With those experiences providing a backdrop, I found a lot to like on Other Worlds. Niven, Kutner, Klerks and friends make a music that's rhythmically complex, harmonically dense, and texturally varied. On "Extra Terrestrial Folk Dance," which features both Keneally and Jonathan Sindelman (another 2017 Magic Band alumnus, with connections to Yes drummer Alan White and the late Keith Emerson) on keys, one is tempted to emulate King Crimson producer Rhett Davies, who at one point during the recording of Discipline resorted to listening to every instrument solo to determine who was playing what. 

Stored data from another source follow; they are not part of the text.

//! Configuration loader with layered sources.

use crate::AppConfig;
use config::{Config, Environment, File};
use std::path::Path;
use std::sync::Arc;
use tokio::sync::RwLock;
use tracing::{debug, info};
use tuiter_core::TuiterError;

/// Configuration loader with runtime refresh support.
#[derive(Clone)]
pub struct ConfigLoader {
    config: Arc<RwLock<AppConfig>>,
    config_dir: String,
}

impl ConfigLoader {
    /// Creates a new configuration loader.
    ///
    /// Configuration is loaded from multiple sources in order:
    /// 1. `config/default.toml` - Default values
    /// 2. `config/{environment}.toml` - Environment-specific overrides
    /// 3. Environment variables with `TUITER_` prefix
    pub fn new(config_dir: impl Into<String>) -> Result<Self, TuiterError> {
        let config_dir = config_dir.into();
        let config = Self::load_config(&config_dir)?;

        Ok(Self {
            config: Arc::new(RwLock::new(config)),
            config_dir,
        })
    }

    /// Loads configuration from the default location (`./config`).
    pub fn from_default_location() -> Result<Self, TuiterError> {
        Self::new("./config")
    }

    /// Returns the current configuration.
    pub async fn get(&self) -> AppConfig {
        self.config.read().await.clone()
    }

    /// Reloads the configuration from disk.
    pub async fn reload(&self) -> Result<(), TuiterError> {
        let new_config = Self::load_config(&self.config_dir)?;
        let mut config = self.config.write().await;
        *config = new_config;
        info!("Configuration reloaded successfully");
        Ok(())
    }

    /// Loads configuration from the specified directory.
    fn load_config(config_dir: &str) -> Result<AppConfig, TuiterError> {
        // Load .env file if present
        if let Err(e) = dotenvy::dotenv() {
            debug!("No .env file found or error loading it: {}", e);
        }

        let environment =
            std::env::var("TUITER_ENVIRONMENT").unwrap_or_else(|_| "development".to_string());

        debug!("Loading configuration for environment: {}", environment);

        let mut builder = Config::builder();

        // 1. Load default configuration
        let default_path = format!("{}/default.toml", config_dir);
        if Path::new(&default_path).exists() {
            debug!("Loading default config from: {}", default_path);
            builder = builder.add_source(File::with_name(&default_path).required(false));
        }

        // 2. Load environment-specific configuration
        let env_path = format!("{}/{}.toml", config_dir, environment);
        if Path::new(&env_path).exists() {
            debug!("Loading environment config from: {}", env_path);
            builder = builder.add_source(File::with_name(&env_path).required(false));
        }

        // 3. Environment variables override everything
        builder = builder.add_source(
            Environment::with_prefix("TUITER")
                .separator("__")
                .try_parsing(true),
        );

        let config = builder
            .build()
            .map_err(|e| TuiterError::Configuration(e.to_string()))?;

        let app_config: AppConfig = config
            .try_deserialize()
            .map_err(|e| TuiterError::Configuration(e.to_string()))?;

        Self::validate(&app_config)?;

        Ok(app_config)
    }

    fn validate(config: &AppConfig) -> Result<(), TuiterError> {
        if config.database.url.is_empty() {
            return Err(TuiterError::Configuration(
                "database.url must not be empty".to_string(),
            ));
        }
        if config.database.database.is_empty() {
            return Err(TuiterError::Configuration(
                "database.database must not be empty".to_string(),
            ));
        }
        Ok(())
    }
}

The guitarist's "Miscellany B" is a fully developed version of a piece he released digitally in a sparser, acoustic form. Niven's synths and sequencers give the music depth and dimension, particularly on Kutner's "Secular Athletes" (which veers into dance music) and Klerks' "Take Me" (his sole composition here). Working remotely gave the string players ample opportunity to tweak tones, and there are some gorgeous ones here -- dig Kutner on "Cryptosaur," for instance, and Klerks throughout. Kutner's solos always sound well thought out, even when he's playing with abandon. The closing section of "Water Song" sounds valedictory, but it gives way to the sprightly, Prince-like funk of "Quark," on which Klerks cuts loose with an elastic solo.

Finally, it is fitting and proper that Other Worlds was released on Cuneiform, the estimable Maryland-based indie that serves as home to the likes of Doctor Nerve, Fred Frith, Heldon/Richard Pinhas, Henry Kaiser, Thinking Plague, and Univers Zero. A more apropos imprint for Android Trio would be hard to imagine. And what a thrill it is to hear something new in 2021 that I like and doesn't just remind me of something I've heard before.